__What needs to be done__:
Pull every line of the entries that has the word "reset".

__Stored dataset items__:
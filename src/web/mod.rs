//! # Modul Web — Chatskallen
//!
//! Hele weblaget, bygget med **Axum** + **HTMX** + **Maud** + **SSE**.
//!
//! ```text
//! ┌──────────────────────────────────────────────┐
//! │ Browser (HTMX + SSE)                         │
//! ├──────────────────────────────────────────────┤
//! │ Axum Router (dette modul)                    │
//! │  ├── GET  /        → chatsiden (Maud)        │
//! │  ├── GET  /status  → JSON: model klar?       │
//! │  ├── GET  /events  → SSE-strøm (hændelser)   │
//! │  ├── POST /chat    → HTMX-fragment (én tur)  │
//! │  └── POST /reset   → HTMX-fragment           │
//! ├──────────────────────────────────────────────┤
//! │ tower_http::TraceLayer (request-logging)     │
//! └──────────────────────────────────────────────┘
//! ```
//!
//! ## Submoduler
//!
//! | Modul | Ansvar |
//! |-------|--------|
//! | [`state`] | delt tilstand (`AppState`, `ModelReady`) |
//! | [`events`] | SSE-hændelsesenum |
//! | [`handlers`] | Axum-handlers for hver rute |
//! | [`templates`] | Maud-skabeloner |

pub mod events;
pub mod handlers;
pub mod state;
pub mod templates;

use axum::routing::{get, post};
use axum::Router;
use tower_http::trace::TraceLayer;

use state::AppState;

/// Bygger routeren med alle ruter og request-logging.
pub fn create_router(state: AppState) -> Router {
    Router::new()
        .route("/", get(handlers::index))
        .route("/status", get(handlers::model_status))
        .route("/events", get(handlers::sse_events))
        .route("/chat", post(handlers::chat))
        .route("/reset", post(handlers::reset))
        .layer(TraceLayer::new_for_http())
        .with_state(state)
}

__Response to the exercise__:
//! │  └── POST /reset   → HTMX-fragment           │
        .route("/reset", post(handlers::reset))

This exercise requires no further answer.